ナマムギナマゴメナマタマゴラァッ! 〜取り柄が「滑舌」しかない俺、転移先の異世界にて最強魔法使いになる〜高速詠唱? いいえ、ただの早口言葉です。

キリン

1.チートもねぇ! 特技もねぇ! ……そんな俺が勇者って、大丈夫?

「おお、勇者よ……よくぞおいでくださいました!」


 働きすぎでとうとう頭がおかしくなってしまったのだろうか? ついさっきまでレジ打ちをしていたのに、まばたきをした直後には見知らぬ場所にいた。


「……年だなぁ」

「王よ、御覧ください! この国を救う勇者様にございます! 召喚に成功したのです!」


 やけにファンタジーな幻覚だなぁとため息をつく。これでも俺は現実主義者だったつもりなのだが、どうにもどこか夢の魔法の世界の妄想に逃げていたらしい……如何にもな魔法使いっぽい年寄りと、玉座にふんぞりがえっている偉そうな年寄り。ああ、まるでRPGの世界だ。


「よくぞ参った、勇者よ」

「……はぁ」

「この国の危機に応えてくれた汝の勇気、余はとても嬉しく思うぞ」


 ……変だな、結構長いぞ?

 ちょっと頭を殴ってみたりする。でも全然目覚めない。もう一発……あれ、変だなまだ目覚めない。おっかしいぞ? 待て、待つんだ……これじゃあ、まるで……!


「……あー、王様? 一つよろしいでしょうか?」

「良いぞ、何でも聞くがいい」

「ここって、何県ですかね? ……ってか、日本国内ですよね?」

「ケン? ニホン? 聞いたことのない国じゃな、しかしよくぞ……そのような遠国からわざわざ助けに来てくださるとは……」


 やばい、やばいぞ。

 この流れは非常に不味い。


「そうじゃ、まだ名乗っていなかったな」


 玉座から立ち上がり、王様っぽい年寄りが近づいてくる。

 俺の前に立ったのちに、優しい顔で……こう言った。


「余はバンドン・フロイクオール。このベーラ王国の現国王であり、お主を呼んだ張本人じゃ」

「……えっと」


 真面目な自己紹介。その中に入り交じるあまりにも現実離れしたカタカナっぽい単語。

 いいや、違う。


 今俺がいるこの場、いいや世界全体が……紛れもない現実なのだ。


「……早川、言羽です……」


 25才。コンビニアルバイトのこの俺、早川言羽は。

 どうやら巷で噂の異世界転移とやらに、巻き込まれてしまったらしい。──いいや、問題はこれだけではない。
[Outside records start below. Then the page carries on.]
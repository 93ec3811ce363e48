//! Narrative output of the demonstration run.

use crate::harness::HarnessReport;
use crate::store::BuildInfo;
use serde::Serialize;
use std::io::{self, Write};
use std::sync::Mutex;

#[derive(Debug, Clone, Serialize)]
#[serde(tag = "event", rename_all = "snake_case")]
pub enum Event<'a> {
    Banner {
        build: &'a BuildInfo,
        datastore: &'a str,
    },
    Section {
        title: &'a str,
    },
    Note {
        message: &'a str,
    },
    Entity {
        label: &'a str,
        entity: serde_json::Value,
    },
    ExpectedError {
        label: &'a str,
        error: String,
    },
    Harness {
        report: &'a HarnessReport,
    },
}

/// Where progress goes. Implementations must be safe to share across tasks.
pub trait Reporter: Send + Sync {
    fn report(&self, event: &Event<'_>) -> io::Result<()>;
}

/// Human-readable text.
pub struct ConsoleReporter<W: Write + Send = io::Stdout> {
    out: Mutex<W>,
}

impl ConsoleReporter {
    pub fn stdout() -> Self {
        Self::new(io::stdout())
    }
}

impl<W: Write + Send> ConsoleReporter<W> {
    pub fn new(out: W) -> Self {
        Self { out: Mutex::new(out) }
    }

    pub fn into_inner(self) -> W {
        self.out.into_inner().unwrap_or_else(|poisoned| poisoned.into_inner())
    }
}

impl<W: Write + Send> Reporter for ConsoleReporter<W> {
    fn report(&self, event: &Event<'_>) -> io::Result<()> {
        let mut out = self.out.lock().unwrap_or_else(|poisoned| poisoned.into_inner());
        match event {
            Event::Banner { build, datastore } => {
                writeln!(out, "occdb {}", build)?;
                writeln!(out, "  datastore: {}", datastore)?;
            }
            Event::Section { title } => {
                let rule = "=".repeat(title.len() + 10);
                writeln!(out, "\n{}\n-----{}-----\n{}", rule, title, rule)?;
            }
            Event::Note { message } => writeln!(out, "  {}", message)?,
            Event::Entity { label, entity } => {
                let pretty = serde_json::to_string_pretty(entity).map_err(io::Error::other)?;
                writeln!(out, "  {}:\n", label)?;
                for line in pretty.lines() {
                    writeln!(out, "    {}", line)?;
                }
                writeln!(out)?;
            }
            Event::ExpectedError { label, error } => {
                writeln!(out, "  {} failed as expected:\n    \"{}\"", label, error)?;
            }
            Event::Harness { report } => {
                for actor in &report.actors {
                    writeln!(
                        out,
                        "  >Actor {} (rate {:?}, offset {:?}): {} writes, {} conflicts",
                        actor.index, actor.rate, actor.offset, actor.writes, actor.conflicts
                    )?;
                }
                writeln!(
                    out,
                    "  version {} -> {} ({} writes, {} conflicts, no lost updates)",
                    report.initial_version,
                    report.final_version,
                    report.total_writes(),
                    report.total_conflicts()
                )?;
            }
        }
        out.flush()
    }
}

/// One JSON object per line.
pub struct JsonReporter<W: Write + Send = io::Stdout> {
    out: Mutex<W>,
}

impl JsonReporter {
    pub fn stdout() -> Self {
        Self::new(io::stdout())
    }
}

impl<W: Write + Send> JsonReporter<W> {
    pub fn new(out: W) -> Self {
        Self { out: Mutex::new(out) }
    }

    pub fn into_inner(self) -> W {
        self.out.into_inner().unwrap_or_else(|poisoned| poisoned.into_inner())
    }
}

impl<W: Write + Send> Reporter for JsonReporter<W> {
    fn report(&self, event: &Event<'_>) -> io::Result<()> {
        let line = serde_json::to_string(event).map_err(io::Error::other)?;
        let mut out = self.out.lock().unwrap_or_else(|poisoned| poisoned.into_inner());
        writeln!(out, "{}", line)?;
        out.flush()
    }
}

#[cfg(test)]
mod tests {
    use super::*;

    #[test]
    fn test_console_section_and_note() {
        let reporter = ConsoleReporter::new(Vec::new());
        reporter.report(&Event::Section { title: "Demo" }).unwrap();
        reporter.report(&Event::Note { message: "hello" }).unwrap();

        let text = String::from_utf8(reporter.into_inner()).unwrap();
        assert!(text.contains("-----Demo-----"));
        assert!(text.contains("  hello\n"));
    }

    #[test]
    fn test_json_lines() {
        let reporter = JsonReporter::new(Vec::new());
        reporter
            .report(&Event::Entity {
                label: "employee",
                entity: serde_json::json!({ "id": "e1", "version": 1 }),
            })
            .unwrap();
        reporter
            .report(&Event::ExpectedError {
                label: "write",
                error: "conflict".to_string(),
            })
            .unwrap();

        let text = String::from_utf8(reporter.into_inner()).unwrap();
        let lines: Vec<serde_json::Value> = text
            .lines()
            .map(|line| serde_json::from_str(line).unwrap())
            .collect();
        assert_eq!(lines.len(), 2);
        assert_eq!(lines[0]["event"], "entity");
        assert_eq!(lines[0]["entity"]["id"], "e1");
        assert_eq!(lines[1]["event"], "expected_error");
    }
}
(俺、女神様からチートもスキルも何も貰ってないんですけど……!?)


 運動もできない、力もなければ足も遅い……特技はなんと「呂律」だけ。べらべら喋ることだけが特技の俺が、話を聞く限りは勇者として呼ばれたそうじゃないか。──いや、無理だろ。


(……帰りてぇ〜!)


 切実な心の叫びも、女神様には届かなかった。